El hongo Fusarium es conocido por su capacidad fitopatógena y habitualmente se asocia con marchitamiento vascular (Forero-Reyes et al., 2018). Una de las tácticas para minimizar las afectaciones por este hongo, ha sido el uso de genotipos resistentes o tolerantes al patógeno, ya que la presencia de este en adición a las condiciones climáticas favorables demerita el rendimiento (Sánchez-Aspeytia et al., 2015). Por ello que, de acuerdo a las necesidades del productor, se llegan a utilizar diferentes genotipos de acuerdo a sus necesidades como el incremento en la producción, tolerancia a condiciones ambientales (temperaturas altas), plagas y enfermedades (hongos, virus, nematodos) (Rodríguez et al., 2004). Por consiguiente, el objetivo del presente trabajo fue identificar el microorganismo asociado a la marchitez y evaluar la incidencia en nueve genotipos de jitomate comerciales ante el inoculo natural del microorganismo en cuatro sistemas de producción bajo malla sombra.
El trabajo se realizó en Tepecoacuilco, Guerrero, México en el vivero “Valerio Trujano” que pertenece al Centro de Estudios Profesionales (CEP) del Colegio Superior Agropecuario del estado de Guerrero (CSAEGRO) (18° 17’ 54.5” N, 99° 27’ 38.6” W). Se seleccionaron nueve genotipos comerciales de jitomate tipo saladette de las empresas Harris Moran (ocho genotipos) y Nunhems (un genotipo) para establecerse bajo las condiciones que predominan en la zona (temperatura: 20-30 ºC y cálido húmedo con lluvias en verano): seis de crecimiento indeterminado (Cid, Sun 7705, Moctezuma, Cuauhtémoc, Ramsés y Aníbal) y tres genotipos de crecimiento determinado (Palomo, Pony express y Toro) con fertirriego y bajo casa sombra en una superficie de 1000 m2. Todos los genotipos se establecieron en cuatro sistemas de producción.
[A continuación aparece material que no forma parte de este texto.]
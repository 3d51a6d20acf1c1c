use super::Config;

impl Config {
    pub(crate) fn apply_env_overrides(&mut self) {
        self.apply_env_overrides_llm();
        self.apply_env_overrides_storage();
        self.apply_env_overrides_service();
    }

    fn apply_env_overrides_llm(&mut self) {
        if let Ok(v) = std::env::var("DOCENT_LLM_PROVIDER") {
            if let Ok(kind) = serde_json::from_value(serde_json::Value::String(v.clone())) {
                self.llm.provider = kind;
            } else {
                tracing::warn!("ignoring invalid DOCENT_LLM_PROVIDER value: {v}");
            }
        }
        if let Ok(v) = std::env::var("DOCENT_LLM_MODEL") {
            self.llm.model = v;
        }
        if let Ok(v) = std::env::var("DOCENT_LLM_EMBEDDING_MODEL") {
            self.llm.embedding_model = v;
        }
        if let Ok(v) = std::env::var("DOCENT_LLM_BASE_URL") {
            self.llm.base_url = Some(v);
        }
        if let Ok(v) = std::env::var("DOCENT_LLM_TEMPERATURE")
            && let Ok(t) = v.parse::<f32>()
        {
            self.llm.temperature = t;
        }
    }

    fn apply_env_overrides_storage(&mut self) {
        if let Ok(v) = std::env::var("DOCENT_DATABASE_PATH") {
            self.storage.database_path = v;
        }
        if let Ok(v) = std::env::var("DOCENT_MEDIA_ROOT") {
            self.storage.media_root = v;
        }
        if let Ok(v) = std::env::var("DOCENT_VECTOR_ROOT") {
            self.storage.vector_root = v;
        }
    }

    fn apply_env_overrides_service(&mut self) {
        if let Ok(v) = std::env::var("DOCENT_RAG_TOP_K")
            && let Ok(k) = v.parse::<usize>()
        {
            self.rag.top_k = k;
        }
        if let Ok(v) = std::env::var("DOCENT_RAG_HYDE")
            && let Ok(enabled) = v.parse::<bool>()
        {
            self.rag.hyde = enabled;
        }
        if let Ok(v) = std::env::var("DOCENT_SERVER_HOST") {
            self.server.host = v;
        }
        if let Ok(v) = std::env::var("DOCENT_SERVER_PORT")
            && let Ok(port) = v.parse::<u16>()
        {
            self.server.port = port;
        }
        if let Ok(v) = std::env::var("DOCENT_SERVER_RATE_LIMIT")
            && let Ok(limit) = v.parse::<u32>()
        {
            self.server.rate_limit = limit;
        }
    }
}
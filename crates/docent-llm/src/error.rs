#[derive(Debug, thiserror::Error)]
pub enum LlmError {
    #[error("HTTP request failed: {0}")]
    Http(#[from] reqwest::Error),

    #[error("JSON parse failed: {0}")]
    Json(#[from] serde_json::Error),

    #[error("rate limited")]
    RateLimited,

    #[error("{provider} API request failed (status {status})")]
    Api { provider: String, status: u16 },

    #[error("empty response from {provider}")]
    EmptyResponse { provider: String },

    #[error("embedding not supported by {provider}")]
    EmbedUnsupported { provider: String },

    #[error("invalid provider configuration: {0}")]
    InvalidConfig(String),

    #[error("{0}")]
    Other(String),
}

pub type Result<T> = std::result::Result<T, LlmError>;
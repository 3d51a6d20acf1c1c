use std::future::Future;
use std::time::Duration;

use crate::error::LlmError;

const BASE_BACKOFF_SECS: u64 = 1;
const MAX_BACKOFF_SECS: u64 = 30;

pub(crate) const DEFAULT_MAX_RETRIES: u32 = 3;

/// Parse the `Retry-After` header value as seconds, falling back to exponential backoff.
pub(crate) fn retry_delay(response: &reqwest::Response, attempt: u32) -> Duration {
    if let Some(val) = response.headers().get("retry-after")
        && let Ok(s) = val.to_str()
        && let Ok(secs) = s.trim().parse::<u64>()
    {
        return Duration::from_secs(secs.min(MAX_BACKOFF_SECS));
    }
    backoff(attempt)
}

fn backoff(attempt: u32) -> Duration {
    let secs = BASE_BACKOFF_SECS
        .checked_shl(attempt)
        .unwrap_or(MAX_BACKOFF_SECS)
        .min(MAX_BACKOFF_SECS);
    Duration::from_secs(secs)
}

/// Send an HTTP request, retrying up to `max_retries` times on 429 responses.
///
/// Returns the first non-429 `Response` for the caller to inspect.
///
/// # Errors
///
/// Returns `LlmError::RateLimited` if all attempts are exhausted, or the underlying
/// `reqwest::Error` wrapped as `LlmError::Http` for transport failures.
pub(crate) async fn send_with_retry<F, Fut>(
    provider_name: &str,
    max_retries: u32,
    mut f: F,
) -> Result<reqwest::Response, LlmError>
where
    F: FnMut() -> Fut,
    Fut: Future<Output = Result<reqwest::Response, reqwest::Error>>,
{
    for attempt in 0..=max_retries {
        let response = f().await.map_err(LlmError::Http)?;

        if response.status() == reqwest::StatusCode::TOO_MANY_REQUESTS {
            if attempt == max_retries {
                return Err(LlmError::RateLimited);
            }
            let delay = retry_delay(&response, attempt);
            tracing::warn!(
                "{provider_name} rate limited, retrying in {}s ({}/{})",
                delay.as_secs(),
                attempt + 1,
                max_retries
            );
            tokio::time::sleep(delay).await;
            continue;
        }

        return Ok(response);
    }

    Err(LlmError::RateLimited)
}

/// Read the response body, turning non-success statuses into `LlmError::Api`.
///
/// # Errors
///
/// Returns an error when the body cannot be read or the status is not 2xx.
pub(crate) async fn success_body(
    provider_name: &str,
    response: reqwest::Response,
) -> Result<String, LlmError> {
    let status = response.status();
    let text = response.text().await?;
    if !status.is_success() {
        tracing::error!("{provider_name} API error {status}: {text}");
        return Err(LlmError::Api {
            provider: provider_name.to_owned(),
            status: status.as_u16(),
        });
    }
    Ok(text)
}

#[cfg(test)]
mod tests {
    use wiremock::matchers::method;
    use wiremock::{Mock, MockServer, ResponseTemplate};

    use super::*;

    async fn get_with_retry(url: &str, max_retries: u32) -> Result<reqwest::Response, LlmError> {
        let client = reqwest::Client::new();
        send_with_retry("test", max_retries, || client.get(url).send()).await
    }

    #[test]
    fn backoff_doubles_and_caps() {
        assert_eq!(backoff(0), Duration::from_secs(1));
        assert_eq!(backoff(1), Duration::from_secs(2));
        assert_eq!(backoff(2), Duration::from_secs(4));
        assert_eq!(backoff(10), Duration::from_secs(MAX_BACKOFF_SECS));
        assert_eq!(backoff(200), Duration::from_secs(MAX_BACKOFF_SECS));
    }

    #[tokio::test]
    async fn success_on_first_attempt() {
        let server = MockServer::start().await;
        Mock::given(method("GET"))
            .respond_with(ResponseTemplate::new(200).set_body_string("ok"))
            .mount(&server)
            .await;

        let resp = get_with_retry(&server.uri(), 3).await.unwrap();
        assert_eq!(resp.status(), 200);
    }

    #[tokio::test]
    async fn exhausted_retries_return_rate_limited() {
        let server = MockServer::start().await;
        Mock::given(method("GET"))
            .respond_with(ResponseTemplate::new(429).insert_header("retry-after", "0"))
            .mount(&server)
            .await;

        let result = get_with_retry(&server.uri(), 1).await;
        assert!(
            matches!(result, Err(LlmError::RateLimited)),
            "expected RateLimited, got: {result:?}"
        );
    }

    #[tokio::test]
    async fn succeeds_after_one_429() {
        let server = MockServer::start().await;
        Mock::given(method("GET"))
            .respond_with(ResponseTemplate::new(429).insert_header("retry-after", "0"))
            .up_to_n_times(1)
            .mount(&server)
            .await;
        Mock::given(method("GET"))
            .respond_with(ResponseTemplate::new(200).set_body_string("ok"))
            .mount(&server)
            .await;

        let resp = get_with_retry(&server.uri(), 2).await.unwrap();
        assert_eq!(resp.status(), 200);
    }

    #[tokio::test]
    async fn success_body_maps_error_status() {
        let server = MockServer::start().await;
        Mock::given(method("GET"))
            .respond_with(ResponseTemplate::new(500).set_body_string("boom"))
            .mount(&server)
            .await;

        let resp = reqwest::get(server.uri()).await.unwrap();
        let err = success_body("test", resp).await.unwrap_err();
        assert!(matches!(err, LlmError::Api { status: 500, .. }));
    }

    use proptest::prelude::*;

    proptest! {
        #[test]
        fn backoff_never_exceeds_cap(attempt in 0u32..512) {
            prop_assert!(backoff(attempt).as_secs() <= MAX_BACKOFF_SECS);
            prop_assert!(backoff(attempt).as_secs() >= BASE_BACKOFF_SECS);
        }
    }
}
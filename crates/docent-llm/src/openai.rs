use std::fmt;

use serde::{Deserialize, Serialize};

use crate::error::LlmError;
use crate::provider::{LlmProvider, Message, Role};
use crate::retry::{DEFAULT_MAX_RETRIES, send_with_retry, success_body};

pub const DEFAULT_BASE_URL: &str = "https://api.openai.com/v1";

const PROVIDER: &str = "openai";

#[derive(Clone)]
pub struct OpenAiProvider {
    client: reqwest::Client,
    api_key: String,
    base_url: String,
    model: String,
    embedding_model: Option<String>,
    temperature: f32,
    max_retries: u32,
}

impl fmt::Debug for OpenAiProvider {
    fn fmt(&self, f: &mut fmt::Formatter<'_>) -> fmt::Result {
        f.debug_struct("OpenAiProvider")
            .field("client", &"<reqwest::Client>")
            .field("api_key", &"<redacted>")
            .field("base_url", &self.base_url)
            .field("model", &self.model)
            .field("embedding_model", &self.embedding_model)
            .field("temperature", &self.temperature)
            .finish_non_exhaustive()
    }
}

impl OpenAiProvider {
    #[must_use]
    pub fn new(
        api_key: String,
        mut base_url: String,
        model: String,
        embedding_model: Option<String>,
    ) -> Self {
        while base_url.ends_with('/') {
            base_url.pop();
        }
        Self {
            client: crate::http::default_client(crate::http::DEFAULT_TIMEOUT),
            api_key,
            base_url,
            model,
            embedding_model,
            temperature: 0.1,
            max_retries: DEFAULT_MAX_RETRIES,
        }
    }

    #[must_use]
    pub fn with_client(mut self, client: reqwest::Client) -> Self {
        self.client = client;
        self
    }

    #[must_use]
    pub fn with_temperature(mut self, temperature: f32) -> Self {
        self.temperature = temperature;
        self
    }

    #[must_use]
    pub fn with_max_retries(mut self, max_retries: u32) -> Self {
        self.max_retries = max_retries;
        self
    }

    async fn post_json<B: Serialize + Sync>(&self, path: &str, body: &B) -> Result<String, LlmError> {
        let url = format!("{}{path}", self.base_url);
        let response = send_with_retry(PROVIDER, self.max_retries, || {
            self.client
                .post(&url)
                .header("Authorization", format!("Bearer {}", self.api_key))
                .json(body)
                .send()
        })
        .await?;
        success_body(PROVIDER, response).await
    }
}

impl LlmProvider for OpenAiProvider {
    async fn chat(&self, messages: &[Message]) -> Result<String, LlmError> {
        let api_messages = convert_messages(messages);
        let body = ChatRequest {
            model: &self.model,
            messages: &api_messages,
            temperature: self.temperature,
        };

        let text = self.post_json("/chat/completions", &body).await?;
        let resp: ChatResponse = serde_json::from_str(&text)?;

        resp.choices
            .into_iter()
            .next()
            .and_then(|c| c.message.content)
            .ok_or(LlmError::EmptyResponse {
                provider: PROVIDER.into(),
            })
    }

    async fn embed(&self, text: &str) -> Result<Vec<f32>, LlmError> {
        let model = self
            .embedding_model
            .as_deref()
            .ok_or(LlmError::EmbedUnsupported {
                provider: PROVIDER.into(),
            })?;

        let body = EmbeddingRequest { input: text, model };
        let text = self.post_json("/embeddings", &body).await?;
        let resp: EmbeddingResponse = serde_json::from_str(&text)?;

        resp.data
            .into_iter()
            .next()
            .map(|d| d.embedding)
            .ok_or(LlmError::EmptyResponse {
                provider: PROVIDER.into(),
            })
    }

    fn supports_embeddings(&self) -> bool {
        self.embedding_model.is_some()
    }

    #[allow(clippy::unnecessary_literal_bound)]
    fn name(&self) -> &str {
        PROVIDER
    }
}

fn convert_messages(messages: &[Message]) -> Vec<ApiMessage<'_>> {
    messages
        .iter()
        .map(|msg| {
            let role = match msg.role {
                Role::System => "system",
                Role::User => "user",
                Role::Assistant => "assistant",
            };
            ApiMessage {
                role,
                content: &msg.content,
            }
        })
        .collect()
}

#[derive(Serialize)]
struct ChatRequest<'a> {
    model: &'a str,
    messages: &'a [ApiMessage<'a>],
    temperature: f32,
}

#[derive(Serialize)]
struct ApiMessage<'a> {
    role: &'a str,
    content: &'a str,
}

#[derive(Deserialize)]
struct ChatResponse {
    choices: Vec<ChatChoice>,
}

#[derive(Deserialize)]
struct ChatChoice {
    message: ChatMessage,
}

#[derive(Deserialize)]
struct ChatMessage {
    content: Option<String>,
}

#[derive(Serialize)]
struct EmbeddingRequest<'a> {
    input: &'a str,
    model: &'a str,
}

#[derive(Deserialize)]
struct EmbeddingResponse {
    data: Vec<EmbeddingData>,
}

#[derive(Deserialize)]
struct EmbeddingData {
    embedding: Vec<f32>,
}
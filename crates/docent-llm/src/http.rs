//! Shared HTTP client construction for consistent timeout configuration.

use std::time::Duration;

/// Create the HTTP client used by the remote providers.
///
/// Config: 30s connect timeout, caller-provided request timeout,
/// `docent/{version}` user-agent, redirect limit 10.
#[must_use]
pub fn default_client(timeout: Duration) -> reqwest::Client {
    reqwest::Client::builder()
        .connect_timeout(Duration::from_secs(30))
        .timeout(timeout)
        .user_agent(concat!("docent/", env!("CARGO_PKG_VERSION")))
        .redirect(reqwest::redirect::Policy::limited(10))
        .build()
        .unwrap_or_else(|e| {
            tracing::warn!("falling back to default HTTP client: {e}");
            reqwest::Client::new()
        })
}

pub(crate) const DEFAULT_TIMEOUT: Duration = Duration::from_secs(60);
Las bolsas se llenaron con sustrato tezontle rojo de reúso cuyo cultivo anterior fue el chile (serrano y jalapeño) y en donde se detectó a Fusarium asociado a la marchitez. Las macetas se colocaron sobre plástico negro para evitar el contacto directo del suelo e impedir el crecimiento de malezas entre las macetas. En el caso del sistema de producción en suelo, se utilizó acolchado plástico color gris-negro. Antes del trasplante se aplicó cuaternario de amonio para desinfestar el suelo y sustrato tezontle, a una dosis de 5 mL L-1 de agua hasta capacidad de campo.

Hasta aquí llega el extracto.